Los iba a llamar desde el aeropuerto para contarles la novedad. Lo que se dice un hecho consumado. En realidad, se lo iba a comunicar al hijo mayor. Sabía de memoria lo que iba a responder: “Al final te saliste con la tuya”, “qué vas a ir a hacer allá”, “te vas a morir solo como un perro” y otras frases por el estilo. Todo eso iba a decir el hijo mayor pero a él ya no le importaba nada.
Al hijo menor le iba a escribir una carta ni bien llegara a Italia. Eso sí, no se iba a olvidar de dejar saludos para los nietos. Eran tantos esos pibes que ya ni recordaba sus nombres.
Abrió la valija negra y extrajo el pasaje. Era un boleto de ida solamente. Recordó la pregunta molesta del empleado antes de vendérselo:
—¿Ida únicamente?
—Sí, ida. ¿Algún problema?
—No, señor, claro que no.
 Y entonces se preguntó que tenía de malo sacar sólo un boleto de ida, como si fuera un pecado volver a la patria y después no mover más un pie de allí. Acaso no regresaba justamente para eso, para cerrar el círculo de una buena vez, para morirse en la tierra que lo había parido, como lo había hecho su hermano Santos, diez años atrás. 
Mientras le llegaban los primeros sonidos de la fría mañana, se calzó los anteojos y leyó en voz alta su nombre escrito en el pasaporte: Cesare Antonio Pelletieri. Así decía. Qué raro que sonaba, si hasta no parecía ser él. Pero se llamaba así. Por lo menos cuando llegó al país ese era su nombre. Con el tiempo lo empezaron a llamar Cesar. Sí, Cesar, nada de Cesare. En muchas ocasiones ni siquiera eso, apenas “tano” o “tanito”. Le habían cambiado el nombre y más tarde los años le terminaron robando el idioma.    
Llevaba poca ropa y en la valija sobraba lugar. Lo último que había guardado era el retrato de su padre. El mismo retrato que había descansado en su mesita de luz durante los últimos 60 años. En la foto, el viejo tenía puesto el uniforme de capitán del ejército italiano. Su cabello era muy negro, tirado para atrás y sacaba pecho, con orgullo y bronca al mismo tiempo.

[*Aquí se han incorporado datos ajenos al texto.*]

use chrono::{DateTime, Local};
use rumqttc::{Publish, QoS};
use std::borrow::Cow;
use std::fmt;

const PREVIEW_CHARS: usize = 32;

/// One message as received from the broker. Immutable once built.
#[derive(Debug, Clone, PartialEq, Eq)]
pub struct Message {
    topic: String,
    payload: Vec<u8>,
    received_at: DateTime<Local>,
    qos: QoS,
}

impl fmt::Display for Message {
    fn fmt(&self, f: &mut fmt::Formatter) -> fmt::Result {
        let text = self.payload_text();
        let preview: String = text.chars().take(PREVIEW_CHARS).collect();
        let ellipsis = if text.chars().count() > PREVIEW_CHARS {
            "..."
        } else {
            ""
        };
        write!(
            f,
            "{} [{}] {}{}",
            self.received_at.format("%d.%m.%Y %H:%M:%S"),
            self.topic,
            preview,
            ellipsis
        )
    }
}

impl Message {
    pub fn new(
        topic: impl Into<String>,
        payload: impl Into<Vec<u8>>,
        received_at: DateTime<Local>,
        qos: QoS,
    ) -> Self {
        Self {
            topic: topic.into(),
            payload: payload.into(),
            received_at,
            qos,
        }
    }

    /// Stamps a message received right now.
    pub fn received(topic: impl Into<String>, payload: impl Into<Vec<u8>>, qos: QoS) -> Self {
        Self::new(topic, payload, Local::now(), qos)
    }

    pub fn from_publish(publish: Publish) -> Self {
        Self::received(publish.topic, publish.payload.to_vec(), publish.qos)
    }

    pub fn topic(&self) -> &str {
        &self.topic
    }

    pub fn payload(&self) -> &[u8] {
        &self.payload
    }

    /// Payload as text; invalid UTF-8 sequences are replaced.
    pub fn payload_text(&self) -> Cow<'_, str> {
        String::from_utf8_lossy(&self.payload)
    }

    pub fn received_at(&self) -> DateTime<Local> {
        self.received_at
    }

    pub fn qos(&self) -> QoS {
        self.qos
    }
}

#[cfg(test)]
mod tests {
    use super::*;

    #[test]
    fn display_truncates_long_payloads() {
        let msg = Message::received("room/data", "x".repeat(100), QoS::AtMostOnce);
        let rendered = msg.to_string();
        assert!(rendered.contains("[room/data]"));
        assert!(rendered.ends_with("..."));
        assert!(rendered.len() < 100);
    }

    #[test]
    fn payload_text_is_lossy() {
        let msg = Message::received("t", vec![0x6f, 0x6e, 0xff], QoS::AtLeastOnce);
        assert_eq!(msg.payload_text(), "on\u{fffd}");
        assert_eq!(msg.qos(), QoS::AtLeastOnce);
    }
}
//! Persistence error types

use std::error::Error as StdError;
use thiserror::Error;

pub type BoxedError = Box<dyn StdError + Send + Sync>;

/// Errors raised by a [`PersistenceSink`](super::PersistenceSink).
///
/// Each failed call loses exactly one row; callers log and move on.
#[derive(Debug, Error)]
pub enum PersistenceError {
    #[error("connection failed: {message}")]
    Connection {
        message: String,
        #[source]
        source: Option<BoxedError>,
    },

    #[error("write failed: {message}")]
    Write {
        message: String,
        #[source]
        source: Option<BoxedError>,
    },

    #[error("schema setup failed: {message}")]
    Schema {
        message: String,
        #[source]
        source: Option<BoxedError>,
    },

    /// Raised by sinks that were told to reject writes
    #[error("sink unavailable: {0}")]
    Unavailable(String),
}

impl PersistenceError {
    pub fn connection(
        message: impl Into<String>,
        source: impl StdError + Send + Sync + 'static,
    ) -> Self {
        Self::Connection {
            message: message.into(),
            source: Some(Box::new(source)),
        }
    }

    pub fn write(
        message: impl Into<String>,
        source: impl StdError + Send + Sync + 'static,
    ) -> Self {
        Self::Write {
            message: message.into(),
            source: Some(Box::new(source)),
        }
    }

    pub fn schema(
        message: impl Into<String>,
        source: impl StdError + Send + Sync + 'static,
    ) -> Self {
        Self::Schema {
            message: message.into(),
            source: Some(Box::new(source)),
        }
    }
}

#[cfg(test)]
mod tests {
    use super::*;
    use std::io;

    #[test]
    fn helpers_keep_message_and_source() {
        let err = PersistenceError::write(
            "insert into rf_data",
            io::Error::new(io::ErrorKind::Other, "disk full"),
        );
        match err {
            PersistenceError::Write { message, source } => {
                assert_eq!(message, "insert into rf_data");
                assert!(source.is_some());
            }
            other => panic!("Expected Write variant, got {:?}", other),
        }
    }

    #[test]
    fn display_names_the_operation() {
        let err = PersistenceError::connection(
            "open data.db",
            io::Error::new(io::ErrorKind::PermissionDenied, "denied"),
        );
        assert!(err.to_string().contains("open data.db"));
        assert!(PersistenceError::Unavailable("offline".into())
            .to_string()
            .contains("offline"));
    }
}
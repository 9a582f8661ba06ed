//! Frame clock and multi-engine scene
//!
//! The host owns the display-synchronised callback. These types turn its
//! timestamps into clamped steps and fan one pointer sample out to every
//! engine in a frame.

use glam::Vec2;
use rand::Rng;
use rand_pcg::Pcg32;

use crate::sim::{FrameOutput, MotionEngine, PointerSample};

/// Converts callback timestamps into frame steps
#[derive(Debug, Clone)]
pub struct FrameClock {
    last_ms: Option<f64>,
    running: bool,
    max_dt: f32,
}

impl FrameClock {
    pub fn new(max_dt: f32) -> Self {
        Self {
            last_ms: None,
            running: false,
            max_dt,
        }
    }

    /// Begin producing steps. Returns false if already running.
    pub fn start(&mut self) -> bool {
        if self.running {
            return false;
        }
        self.running = true;
        self.last_ms = None;
        log::info!("Frame clock started");
        true
    }

    /// Stop producing steps. Returns false if already stopped.
    pub fn stop(&mut self) -> bool {
        if !self.running {
            return false;
        }
        self.running = false;
        self.last_ms = None;
        log::info!("Frame clock stopped");
        true
    }

    pub fn is_running(&self) -> bool {
        self.running
    }

    /// Step for the frame at `now_ms`.
    ///
    /// `None` while stopped; `Some(0.0)` on the first frame after a start;
    /// otherwise the elapsed seconds clamped to `[0, max_dt]`.
    pub fn advance(&mut self, now_ms: f64) -> Option<f32> {
        if !self.running {
            return None;
        }
        let dt = match self.last_ms {
            Some(prev) => {
                let dt = ((now_ms - prev) / 1000.0) as f32;
                if dt.is_finite() {
                    dt.clamp(0.0, self.max_dt)
                } else {
                    0.0
                }
            }
            None => 0.0,
        };
        self.last_ms = Some(now_ms);
        Some(dt)
    }
}

/// One engine and the page offset of its container
#[derive(Debug, Clone)]
pub struct SceneEntry<R = Pcg32> {
    pub engine: MotionEngine<R>,
    pub origin: Vec2,
}

/// Independent engines updated in sequence each frame
#[derive(Debug, Clone)]
pub struct Scene<R = Pcg32> {
    entries: Vec<SceneEntry<R>>,
}

impl<R> Default for Scene<R> {
    fn default() -> Self {
        Self {
            entries: Vec::new(),
        }
    }
}

impl<R: Rng> Scene<R> {
    pub fn new() -> Self {
        Self::default()
    }

    /// Add an engine; returns its index
    pub fn add(&mut self, engine: MotionEngine<R>, origin: Vec2) -> usize {
        self.entries.push(SceneEntry { engine, origin });
        self.entries.len() - 1
    }

    /// Update the container offset of one engine (scroll, layout shift)
    pub fn set_origin(&mut self, index: usize, origin: Vec2) {
        if let Some(entry) = self.entries.get_mut(index) {
            entry.origin = origin;
        }
    }

    pub fn engine(&self, index: usize) -> Option<&MotionEngine<R>> {
        self.entries.get(index).map(|e| &e.engine)
    }

    pub fn engine_mut(&mut self, index: usize) -> Option<&mut MotionEngine<R>> {
        self.entries.get_mut(index).map(|e| &mut e.engine)
    }

    pub fn len(&self) -> usize {
        self.entries.len()
    }

    pub fn is_empty(&self) -> bool {
        self.entries.is_empty()
    }

    /// Advance every engine with its own copy of the same pointer sample
    pub fn frame(&mut self, dt: f32, pointer: PointerSample) -> Vec<FrameOutput> {
        self.entries
            .iter_mut()
            .map(|entry| entry.engine.update(dt, pointer, entry.origin))
            .collect()
    }
}
//! "How hard are you trying?" escalation meter
//!
//! A leaky integrator fed by pointer closeness and press attempts. Crossing the
//! threshold fires a single escalation; only an explicit reset re-arms it.

use crate::error::ConfigError;
use crate::tuning::PressureTuning;

/// Below this the meter snaps to zero
const PRESSURE_EPSILON: f32 = 1e-6;
/// Linear bleed on top of the exponential decay, per second
const RESIDUAL_BLEED_PER_SEC: f32 = 0.006;

#[derive(Debug, Clone, Copy, PartialEq)]
pub enum MeterState {
    /// Accumulating, threshold not reached
    Building,
    /// Escalation fired; `cooldown` seconds remain before a reset is accepted
    Triggered { cooldown: f32 },
}

/// Emitted once when the threshold is crossed
#[derive(Debug, Clone, Copy, PartialEq, Eq)]
pub enum MeterEvent {
    Escalated,
}

#[derive(Debug, Clone)]
pub struct PressureMeter {
    tuning: PressureTuning,
    value: f32,
    state: MeterState,
}

impl PressureMeter {
    pub fn new(tuning: PressureTuning) -> Result<Self, ConfigError> {
        tuning.validate()?;
        Ok(Self {
            tuning,
            value: 0.0,
            state: MeterState::Building,
        })
    }

    /// Advance by `dt` seconds with the current pointer distance to the element
    pub fn update(&mut self, dt: f32, distance: Option<f32>) -> Option<MeterEvent> {
        let dt = if dt.is_finite() {
            dt.clamp(0.0, self.tuning.max_dt)
        } else {
            0.0
        };

        if self.value > PRESSURE_EPSILON {
            self.value *= self.tuning.decay_per_second.powf(dt);
            self.value = (self.value - RESIDUAL_BLEED_PER_SEC * dt).max(0.0);
        } else {
            self.value = 0.0;
        }

        if let Some(d) = distance.filter(|d| d.is_finite()) {
            if d < self.tuning.chase_radius {
                let closeness = 1.0 - d / self.tuning.chase_radius;
                self.value += closeness * self.tuning.chase_gain * dt;
            }
        }

        match self.state {
            MeterState::Triggered { cooldown } => {
                self.state = MeterState::Triggered {
                    cooldown: (cooldown - dt).max(0.0),
                };
                None
            }
            MeterState::Building if self.value >= self.tuning.trigger_at => {
                self.state = MeterState::Triggered {
                    cooldown: self.tuning.reset_cooldown,
                };
                log::info!("Pressure meter escalated at {:.2}", self.value);
                Some(MeterEvent::Escalated)
            }
            MeterState::Building => None,
        }
    }

    /// A discrete press attempt on the element
    pub fn press(&mut self) {
        self.value += self.tuning.press_bump;
    }

    /// Clear the accumulator and re-arm. Refused while the post-trigger
    /// cooldown is still running.
    pub fn reset(&mut self) -> bool {
        if let MeterState::Triggered { cooldown } = self.state {
            if cooldown > 0.0 {
                return false;
            }
        }
        self.value = 0.0;
        self.state = MeterState::Building;
        true
    }

    /// Warning level in [0, 1], ramping from `warn_from` up to the threshold
    pub fn heat(&self) -> f32 {
        let range = (self.tuning.trigger_at - self.tuning.warn_from).max(1e-4);
        ((self.value - self.tuning.warn_from) / range).clamp(0.0, 1.0)
    }

    pub fn value(&self) -> f32 {
        self.value
    }

    pub fn state(&self) -> MeterState {
        self.state
    }

    pub fn is_triggered(&self) -> bool {
        matches!(self.state, MeterState::Triggered { .. })
    }
}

Allá lo iba a estar esperando el primo Juan. Se iba a vivir a la vieja casa familiar que todavía se mantenía en pie, a unos pocos kilómetros del aquel maravilloso lago.
El taxi llegó puntualmente a las 7, como lo había solicitado. Dos bocinazos —el último un poco más insistente que el primero—bastaron para que el viejo se diera cuenta de que había llegado la
hora. Se puso de pie y miró a su alrededor. El caserón era como una
enorme tumba de mármol donde se amontonaban los latidos de varias generaciones. Se acordó de Matilde, su esposa, fallecida dos inviernos atrás, y de la ferretería que había fundado en el 55 y que ahora administraban sus hijos. Se acordó también de sus padres
que estuvieron a punto de venirse en el 57, pero una enfermedad los dejó con las ganas. Miró otra vez el cuarto y se preguntó: ¿Por qué tan lejos? Después de todo a él no le habían preguntado si quería venirse para acá. A un mocoso no se le pregunta nada. Todo fue arreglado entre grandes, a las apuradas. Se lo  entregaron al tío Humberto, y después, casi sin respiro, se subieron a ese barco destartalado que los trajo hasta el Río de la Plata.  
Arrastró la valija negra como pudo. Al abrir la puerta de la calle  sintió una especie de electricidad, un estremecimiento. El picaporte le había trasmitido el temblor de las miles de manos que se habían posado en él, el fulgor de un pasado que ya nunca iba poder olvidar.      
El chofer lo ayudó con el equipaje y él enseguida se acomodó en el asiento trasero.
El cielo se había puesto gris y había comenzado a lloviznar. El auto arrancó con determinación y entonces el viejo volteó la cabeza para mirar la casa por última vez.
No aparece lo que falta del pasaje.